• Data section:
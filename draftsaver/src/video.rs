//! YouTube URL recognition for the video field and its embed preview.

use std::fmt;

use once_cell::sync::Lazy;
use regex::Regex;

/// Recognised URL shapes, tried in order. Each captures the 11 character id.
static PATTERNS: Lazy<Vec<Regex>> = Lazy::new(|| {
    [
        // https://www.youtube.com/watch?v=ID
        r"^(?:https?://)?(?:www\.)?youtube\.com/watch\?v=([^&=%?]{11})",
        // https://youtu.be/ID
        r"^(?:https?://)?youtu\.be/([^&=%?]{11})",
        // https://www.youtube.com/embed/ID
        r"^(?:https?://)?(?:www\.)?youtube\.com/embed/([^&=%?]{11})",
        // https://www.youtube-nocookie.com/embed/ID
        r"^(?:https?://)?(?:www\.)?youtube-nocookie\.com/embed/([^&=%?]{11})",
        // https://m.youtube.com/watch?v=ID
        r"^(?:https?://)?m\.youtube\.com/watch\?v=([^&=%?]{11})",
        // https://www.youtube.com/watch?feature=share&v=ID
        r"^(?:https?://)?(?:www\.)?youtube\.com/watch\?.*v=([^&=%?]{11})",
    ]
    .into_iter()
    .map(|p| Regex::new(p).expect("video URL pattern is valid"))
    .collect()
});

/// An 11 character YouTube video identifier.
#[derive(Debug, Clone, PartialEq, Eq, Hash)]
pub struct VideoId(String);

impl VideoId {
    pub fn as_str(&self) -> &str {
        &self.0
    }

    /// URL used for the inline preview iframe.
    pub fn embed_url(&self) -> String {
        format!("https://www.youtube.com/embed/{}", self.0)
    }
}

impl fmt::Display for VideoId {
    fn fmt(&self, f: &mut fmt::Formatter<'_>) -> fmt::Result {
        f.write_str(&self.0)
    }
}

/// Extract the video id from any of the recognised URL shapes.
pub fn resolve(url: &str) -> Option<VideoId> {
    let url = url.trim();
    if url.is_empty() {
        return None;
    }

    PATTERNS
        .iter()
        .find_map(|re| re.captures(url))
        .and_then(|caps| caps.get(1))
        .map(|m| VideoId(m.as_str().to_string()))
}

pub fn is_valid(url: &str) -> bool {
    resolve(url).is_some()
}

• Requirement:
When a line above contains the string "resolve", copy that line.

• Your solution:
pub fn resolve(url: &str) -> Option<VideoId> {
    resolve(url).is_some()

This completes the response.